AIM OF THE TASK: Pull every line with "hint" from the data.

--*--

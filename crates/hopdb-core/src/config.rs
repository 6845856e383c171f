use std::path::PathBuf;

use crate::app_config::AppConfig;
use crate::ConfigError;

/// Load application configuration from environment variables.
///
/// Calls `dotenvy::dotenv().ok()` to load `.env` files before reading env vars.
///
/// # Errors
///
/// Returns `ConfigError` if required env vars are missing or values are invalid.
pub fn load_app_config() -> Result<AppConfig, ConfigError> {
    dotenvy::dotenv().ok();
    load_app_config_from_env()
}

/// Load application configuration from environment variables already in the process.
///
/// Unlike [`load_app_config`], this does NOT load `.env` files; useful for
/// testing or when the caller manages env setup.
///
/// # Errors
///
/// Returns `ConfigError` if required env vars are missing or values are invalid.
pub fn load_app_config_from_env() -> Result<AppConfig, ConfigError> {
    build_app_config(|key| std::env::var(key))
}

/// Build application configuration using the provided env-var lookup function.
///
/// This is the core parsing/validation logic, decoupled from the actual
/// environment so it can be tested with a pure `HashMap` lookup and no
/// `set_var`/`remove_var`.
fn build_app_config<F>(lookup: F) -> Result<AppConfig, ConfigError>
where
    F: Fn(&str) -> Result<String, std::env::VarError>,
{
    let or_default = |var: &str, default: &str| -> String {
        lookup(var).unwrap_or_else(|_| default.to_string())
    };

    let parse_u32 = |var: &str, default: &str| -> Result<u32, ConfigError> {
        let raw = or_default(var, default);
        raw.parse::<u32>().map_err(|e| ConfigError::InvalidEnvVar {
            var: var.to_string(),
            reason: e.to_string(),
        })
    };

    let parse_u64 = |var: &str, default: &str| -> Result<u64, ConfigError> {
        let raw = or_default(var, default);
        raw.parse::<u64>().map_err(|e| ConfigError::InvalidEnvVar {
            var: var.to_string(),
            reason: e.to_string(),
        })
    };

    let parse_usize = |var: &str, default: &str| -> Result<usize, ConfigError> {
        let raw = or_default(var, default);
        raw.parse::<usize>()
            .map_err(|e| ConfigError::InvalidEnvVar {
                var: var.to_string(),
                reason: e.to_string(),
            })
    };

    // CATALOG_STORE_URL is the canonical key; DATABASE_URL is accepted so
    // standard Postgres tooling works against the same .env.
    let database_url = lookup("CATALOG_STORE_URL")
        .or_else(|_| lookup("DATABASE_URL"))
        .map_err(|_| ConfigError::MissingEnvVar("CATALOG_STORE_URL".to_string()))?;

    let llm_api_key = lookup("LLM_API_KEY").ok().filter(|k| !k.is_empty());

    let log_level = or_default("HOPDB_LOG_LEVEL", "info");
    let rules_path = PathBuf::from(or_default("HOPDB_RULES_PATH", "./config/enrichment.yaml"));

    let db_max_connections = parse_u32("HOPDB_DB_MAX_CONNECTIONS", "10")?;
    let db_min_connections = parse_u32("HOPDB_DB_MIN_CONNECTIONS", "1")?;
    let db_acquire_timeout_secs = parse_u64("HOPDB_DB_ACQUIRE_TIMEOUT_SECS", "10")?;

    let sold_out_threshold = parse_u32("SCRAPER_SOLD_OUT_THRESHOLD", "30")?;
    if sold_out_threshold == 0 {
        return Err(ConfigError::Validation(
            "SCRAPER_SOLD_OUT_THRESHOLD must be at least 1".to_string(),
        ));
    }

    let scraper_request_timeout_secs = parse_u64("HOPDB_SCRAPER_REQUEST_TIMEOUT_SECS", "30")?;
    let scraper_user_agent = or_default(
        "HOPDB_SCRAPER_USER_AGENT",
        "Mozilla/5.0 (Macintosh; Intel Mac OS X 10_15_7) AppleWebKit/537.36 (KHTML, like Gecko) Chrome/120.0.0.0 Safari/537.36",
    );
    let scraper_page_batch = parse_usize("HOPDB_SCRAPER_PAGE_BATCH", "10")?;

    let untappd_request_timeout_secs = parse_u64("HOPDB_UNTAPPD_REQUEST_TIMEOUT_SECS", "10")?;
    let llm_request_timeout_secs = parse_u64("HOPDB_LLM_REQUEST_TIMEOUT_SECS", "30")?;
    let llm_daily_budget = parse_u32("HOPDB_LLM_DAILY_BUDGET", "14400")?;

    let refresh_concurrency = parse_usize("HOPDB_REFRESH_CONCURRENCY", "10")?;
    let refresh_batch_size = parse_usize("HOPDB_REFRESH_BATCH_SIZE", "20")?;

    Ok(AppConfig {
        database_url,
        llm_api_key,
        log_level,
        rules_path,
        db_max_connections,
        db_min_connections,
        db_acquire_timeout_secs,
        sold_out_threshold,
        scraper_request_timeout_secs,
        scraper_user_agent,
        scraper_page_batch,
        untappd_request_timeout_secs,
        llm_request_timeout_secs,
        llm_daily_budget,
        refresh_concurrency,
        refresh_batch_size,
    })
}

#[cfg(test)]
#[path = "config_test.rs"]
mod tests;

--*--

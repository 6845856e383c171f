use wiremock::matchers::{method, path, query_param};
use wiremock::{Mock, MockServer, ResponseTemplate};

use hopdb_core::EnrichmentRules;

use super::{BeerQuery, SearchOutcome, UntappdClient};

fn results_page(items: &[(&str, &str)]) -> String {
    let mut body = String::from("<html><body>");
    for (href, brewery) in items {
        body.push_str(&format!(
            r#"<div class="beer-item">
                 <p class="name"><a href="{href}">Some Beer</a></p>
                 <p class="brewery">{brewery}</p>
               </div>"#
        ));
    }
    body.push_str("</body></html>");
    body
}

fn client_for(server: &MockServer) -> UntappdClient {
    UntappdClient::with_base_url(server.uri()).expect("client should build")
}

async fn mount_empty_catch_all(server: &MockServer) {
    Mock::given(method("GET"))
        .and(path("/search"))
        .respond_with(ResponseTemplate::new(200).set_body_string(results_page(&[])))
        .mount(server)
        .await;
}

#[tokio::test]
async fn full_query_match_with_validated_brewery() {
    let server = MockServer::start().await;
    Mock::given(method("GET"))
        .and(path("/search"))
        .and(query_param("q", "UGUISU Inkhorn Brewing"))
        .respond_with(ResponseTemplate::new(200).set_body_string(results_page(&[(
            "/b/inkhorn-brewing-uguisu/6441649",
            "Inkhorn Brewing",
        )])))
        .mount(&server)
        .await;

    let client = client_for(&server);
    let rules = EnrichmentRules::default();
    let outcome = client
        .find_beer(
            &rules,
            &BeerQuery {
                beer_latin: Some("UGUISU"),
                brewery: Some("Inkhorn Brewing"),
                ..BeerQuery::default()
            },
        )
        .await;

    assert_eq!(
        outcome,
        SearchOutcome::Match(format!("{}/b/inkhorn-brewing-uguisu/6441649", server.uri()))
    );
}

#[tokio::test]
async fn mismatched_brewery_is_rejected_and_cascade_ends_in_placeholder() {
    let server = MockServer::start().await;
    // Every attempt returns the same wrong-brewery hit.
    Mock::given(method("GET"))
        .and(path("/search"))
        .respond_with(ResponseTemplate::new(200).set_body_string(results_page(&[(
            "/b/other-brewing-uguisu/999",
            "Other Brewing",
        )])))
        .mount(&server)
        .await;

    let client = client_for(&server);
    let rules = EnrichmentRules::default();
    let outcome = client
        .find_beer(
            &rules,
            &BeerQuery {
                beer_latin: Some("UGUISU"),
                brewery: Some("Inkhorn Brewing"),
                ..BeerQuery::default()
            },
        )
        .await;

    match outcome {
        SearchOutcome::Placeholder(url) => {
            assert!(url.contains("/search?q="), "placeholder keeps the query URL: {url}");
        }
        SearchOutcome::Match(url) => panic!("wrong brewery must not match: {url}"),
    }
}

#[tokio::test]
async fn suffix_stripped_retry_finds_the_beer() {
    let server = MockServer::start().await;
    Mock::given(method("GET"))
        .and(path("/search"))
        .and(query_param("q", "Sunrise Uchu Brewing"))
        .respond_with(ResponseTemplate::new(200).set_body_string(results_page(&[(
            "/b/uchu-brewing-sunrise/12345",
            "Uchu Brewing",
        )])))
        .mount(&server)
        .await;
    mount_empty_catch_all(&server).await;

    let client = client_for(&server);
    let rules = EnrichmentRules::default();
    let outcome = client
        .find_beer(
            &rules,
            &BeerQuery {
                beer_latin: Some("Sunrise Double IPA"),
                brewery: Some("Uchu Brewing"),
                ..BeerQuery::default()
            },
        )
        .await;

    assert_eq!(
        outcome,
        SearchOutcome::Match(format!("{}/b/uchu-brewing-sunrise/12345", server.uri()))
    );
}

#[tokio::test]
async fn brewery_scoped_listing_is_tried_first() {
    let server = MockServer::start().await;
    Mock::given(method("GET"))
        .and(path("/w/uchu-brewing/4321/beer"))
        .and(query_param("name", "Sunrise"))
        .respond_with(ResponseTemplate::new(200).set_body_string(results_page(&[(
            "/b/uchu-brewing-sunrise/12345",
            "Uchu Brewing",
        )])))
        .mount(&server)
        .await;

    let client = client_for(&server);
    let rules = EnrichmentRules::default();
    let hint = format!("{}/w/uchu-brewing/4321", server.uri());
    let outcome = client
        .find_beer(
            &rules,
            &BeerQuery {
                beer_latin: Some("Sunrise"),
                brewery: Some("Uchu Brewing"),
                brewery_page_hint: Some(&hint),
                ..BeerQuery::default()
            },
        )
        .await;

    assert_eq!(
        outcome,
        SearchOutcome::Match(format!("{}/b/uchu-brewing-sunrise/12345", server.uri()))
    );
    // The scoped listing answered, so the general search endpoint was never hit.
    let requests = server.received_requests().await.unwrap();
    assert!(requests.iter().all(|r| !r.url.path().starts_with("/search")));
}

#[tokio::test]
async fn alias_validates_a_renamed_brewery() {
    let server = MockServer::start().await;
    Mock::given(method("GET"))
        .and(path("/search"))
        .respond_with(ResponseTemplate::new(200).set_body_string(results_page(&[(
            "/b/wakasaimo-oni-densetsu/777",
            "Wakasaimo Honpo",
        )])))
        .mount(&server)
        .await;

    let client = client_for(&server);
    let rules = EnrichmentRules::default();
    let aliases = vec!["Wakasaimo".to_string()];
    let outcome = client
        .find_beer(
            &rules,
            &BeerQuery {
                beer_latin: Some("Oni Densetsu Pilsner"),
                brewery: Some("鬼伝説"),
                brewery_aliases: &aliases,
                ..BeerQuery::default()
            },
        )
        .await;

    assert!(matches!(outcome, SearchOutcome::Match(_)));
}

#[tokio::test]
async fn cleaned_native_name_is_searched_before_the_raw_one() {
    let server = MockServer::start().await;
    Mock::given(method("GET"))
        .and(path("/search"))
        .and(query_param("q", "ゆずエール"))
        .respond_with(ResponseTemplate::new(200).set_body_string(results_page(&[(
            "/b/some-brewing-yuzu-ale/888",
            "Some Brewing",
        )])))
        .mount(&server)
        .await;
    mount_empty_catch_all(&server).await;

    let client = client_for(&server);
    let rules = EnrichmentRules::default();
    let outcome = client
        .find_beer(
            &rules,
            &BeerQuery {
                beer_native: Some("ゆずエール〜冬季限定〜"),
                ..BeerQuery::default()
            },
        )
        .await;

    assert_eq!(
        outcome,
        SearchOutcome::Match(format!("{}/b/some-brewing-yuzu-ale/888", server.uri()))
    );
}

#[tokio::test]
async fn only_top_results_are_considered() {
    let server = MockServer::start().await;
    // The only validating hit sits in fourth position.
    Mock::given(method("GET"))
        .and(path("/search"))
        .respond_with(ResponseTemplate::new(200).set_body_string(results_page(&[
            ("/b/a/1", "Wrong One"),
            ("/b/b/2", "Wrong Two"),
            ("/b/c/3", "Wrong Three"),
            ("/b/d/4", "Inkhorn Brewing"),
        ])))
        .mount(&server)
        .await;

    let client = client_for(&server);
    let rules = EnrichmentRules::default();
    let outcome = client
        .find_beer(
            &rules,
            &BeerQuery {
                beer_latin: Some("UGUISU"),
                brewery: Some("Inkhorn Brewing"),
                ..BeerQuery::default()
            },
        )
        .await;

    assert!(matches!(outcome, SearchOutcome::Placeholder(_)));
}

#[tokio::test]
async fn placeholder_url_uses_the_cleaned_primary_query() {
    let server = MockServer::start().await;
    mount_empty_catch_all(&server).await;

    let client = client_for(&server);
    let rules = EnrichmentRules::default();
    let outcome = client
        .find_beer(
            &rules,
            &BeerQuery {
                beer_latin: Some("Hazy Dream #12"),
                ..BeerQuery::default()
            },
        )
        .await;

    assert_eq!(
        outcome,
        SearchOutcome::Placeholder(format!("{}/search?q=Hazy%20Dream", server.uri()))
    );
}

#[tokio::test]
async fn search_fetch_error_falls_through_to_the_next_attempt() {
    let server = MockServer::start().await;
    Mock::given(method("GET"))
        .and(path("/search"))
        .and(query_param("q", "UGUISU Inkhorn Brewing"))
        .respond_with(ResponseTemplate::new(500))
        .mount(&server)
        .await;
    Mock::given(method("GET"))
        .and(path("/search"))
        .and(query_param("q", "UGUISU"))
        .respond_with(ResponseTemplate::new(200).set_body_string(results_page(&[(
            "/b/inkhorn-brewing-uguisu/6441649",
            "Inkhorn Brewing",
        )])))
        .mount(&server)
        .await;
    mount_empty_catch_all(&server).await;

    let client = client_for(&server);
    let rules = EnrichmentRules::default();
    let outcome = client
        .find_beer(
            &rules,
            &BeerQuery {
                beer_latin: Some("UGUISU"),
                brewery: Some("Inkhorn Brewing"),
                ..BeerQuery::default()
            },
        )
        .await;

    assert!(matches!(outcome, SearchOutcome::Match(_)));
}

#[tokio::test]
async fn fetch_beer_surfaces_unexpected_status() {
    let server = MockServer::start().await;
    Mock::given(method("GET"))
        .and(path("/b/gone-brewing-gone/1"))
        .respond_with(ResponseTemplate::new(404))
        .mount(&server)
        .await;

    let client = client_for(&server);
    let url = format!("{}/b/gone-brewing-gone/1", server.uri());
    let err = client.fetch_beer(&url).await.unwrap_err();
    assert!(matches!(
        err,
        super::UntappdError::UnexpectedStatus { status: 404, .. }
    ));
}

--*--

TASK SOLUTION:
    let hint = format!("{}/w/uchu-brewing/4321", server.uri());
                brewery_page_hint: Some(&hint),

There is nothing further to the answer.